Researchers have released the findings of a ten year study into the wildlife of the Greater Mekong River area in Southeast Asia — Over 1000 new species discovered!
Before you all break into a heated, name-calling brawl on whether these should actually be called “new species” or “species that are new to science” or “species that are new to ‘Western’ science”, allow Andrew and me to put the issue to rest: These species should be considered not only new species to science, but new species to humanity and to the world, as this is the first time that Western scientists, i.e. imporant people, have made their acquaintence. Hopefully, that fact will quell any fiery debate before it begins.

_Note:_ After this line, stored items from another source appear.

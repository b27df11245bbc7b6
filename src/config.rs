//! Reader/writer behavior policy.
//!
//! [`CsvConfig`] wraps a [`Dialect`] with everything that is about *tables*
//! rather than *syntax*: header presence, uniform field counts, empty lines,
//! charset, BOM writing, and read buffering.

use serde::{Deserialize, Serialize};

use crate::dialect::Dialect;
use crate::encoding::Charset;
use crate::error::{CsvError, CsvResult};

const DEFAULT_READ_BUFFER_SIZE: usize = 8 * 1024;

/// Immutable behavioral policy for [`crate::CsvReader`] / [`crate::CsvWriter`].
///
/// Build with [`CsvConfig::new`] for defaults or [`CsvConfig::builder`] to
/// adjust policy. A config with a header implicitly enforces uniform field
/// counts (see [`CsvConfig::effective_uniform`]).
#[derive(Debug, Clone, PartialEq, Eq, Serialize, Deserialize)]
pub struct CsvConfig {
    dialect: Dialect,
    has_header: bool,
    require_uniform_field_count: bool,
    skip_empty_lines: bool,
    charset: Charset,
    write_bom: bool,
    read_buffer_size: usize,
}

impl CsvConfig {
    /// Default policy over `dialect`: header expected, uniform field counts,
    /// empty lines skipped, UTF-8, no BOM on output, 8 KiB read buffer.
    pub fn new(dialect: Dialect) -> Self {
        Self {
            dialect,
            has_header: true,
            require_uniform_field_count: true,
            skip_empty_lines: true,
            charset: Charset::Utf8,
            write_bom: false,
            read_buffer_size: DEFAULT_READ_BUFFER_SIZE,
        }
    }

    /// Start building a policy over `dialect` (defaults as in [`CsvConfig::new`]).
    pub fn builder(dialect: Dialect) -> CsvConfigBuilder {
        CsvConfigBuilder {
            config: Self::new(dialect),
        }
    }

    /// The syntax dialect in force.
    pub fn dialect(&self) -> &Dialect {
        &self.dialect
    }

    /// Whether the first record is a header row.
    pub fn has_header(&self) -> bool {
        self.has_header
    }

    /// The explicit uniform-field-count flag as configured.
    pub fn require_uniform_field_count(&self) -> bool {
        self.require_uniform_field_count
    }

    /// The uniform-field-count behavior actually in force: a header forces
    /// uniformity regardless of the explicit flag.
    pub fn effective_uniform(&self) -> bool {
        self.has_header || self.require_uniform_field_count
    }

    /// Whether physical blank lines produce no row at all.
    pub fn skip_empty_lines(&self) -> bool {
        self.skip_empty_lines
    }

    /// Charset used when decoding byte input (unless a BOM says otherwise).
    pub fn charset(&self) -> Charset {
        self.charset
    }

    /// Whether the writer emits a BOM before any content.
    pub fn write_bom(&self) -> bool {
        self.write_bom
    }

    /// Buffer size used when reading from byte sources.
    pub fn read_buffer_size(&self) -> usize {
        self.read_buffer_size
    }
}

/// Builder for [`CsvConfig`]; [`CsvConfigBuilder::build`] validates the
/// buffer-size invariant.
#[derive(Debug, Clone)]
pub struct CsvConfigBuilder {
    config: CsvConfig,
}

impl CsvConfigBuilder {
    pub fn has_header(mut self, has_header: bool) -> Self {
        self.config.has_header = has_header;
        self
    }

    pub fn require_uniform_field_count(mut self, require: bool) -> Self {
        self.config.require_uniform_field_count = require;
        self
    }

    pub fn skip_empty_lines(mut self, skip: bool) -> Self {
        self.config.skip_empty_lines = skip;
        self
    }

    pub fn charset(mut self, charset: Charset) -> Self {
        self.config.charset = charset;
        self
    }

    pub fn write_bom(mut self, write_bom: bool) -> Self {
        self.config.write_bom = write_bom;
        self
    }

    pub fn read_buffer_size(mut self, size: usize) -> Self {
        self.config.read_buffer_size = size;
        self
    }

    pub fn build(self) -> CsvResult<CsvConfig> {
        if self.config.read_buffer_size == 0 {
            return Err(CsvError::config("read buffer size must be > 0"));
        }
        Ok(self.config)
    }
}

#[cfg(test)]
mod tests {
    use super::*;

    #[test]
    fn header_forces_uniform_field_count() {
        let cfg = CsvConfig::builder(Dialect::rfc4180())
            .has_header(true)
            .require_uniform_field_count(false)
            .build()
            .unwrap();
        assert!(cfg.effective_uniform());

        let cfg = CsvConfig::builder(Dialect::rfc4180())
            .has_header(false)
            .require_uniform_field_count(false)
            .build()
            .unwrap();
        assert!(!cfg.effective_uniform());
    }

    #[test]
    fn zero_buffer_size_is_rejected() {
        let err = CsvConfig::builder(Dialect::rfc4180())
            .read_buffer_size(0)
            .build()
            .unwrap_err();
        assert!(err.to_string().contains("buffer size"));
    }
}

Here are some pics from the nationalgeographic.com article on the subject.
This adorable shocking pink, dragon millipede shoots cyanide at you when disturbed…true. Fun fact #2: If one of these attacks you in a dream, you will still bear the scars when you awake!
With a legspan of over 12 inches, this newly discovered Laotian Heteropoda maxima spider maybe the largest spider in the world. I’d like to wear one as a hat!
More below the fold…
Leptobrachium smithi, or Smith’s litter frog, found in Thailand. One of many, many, many new species of amphibians discovered in the area.
New bat. The Kachin woolly.
Another Laotian spider, the Pseudopoda confusa. Translated into English from Latin, its name means, “the bewildering fake container”…Makes sense.
Gumprecht’s green pit viper, awesome.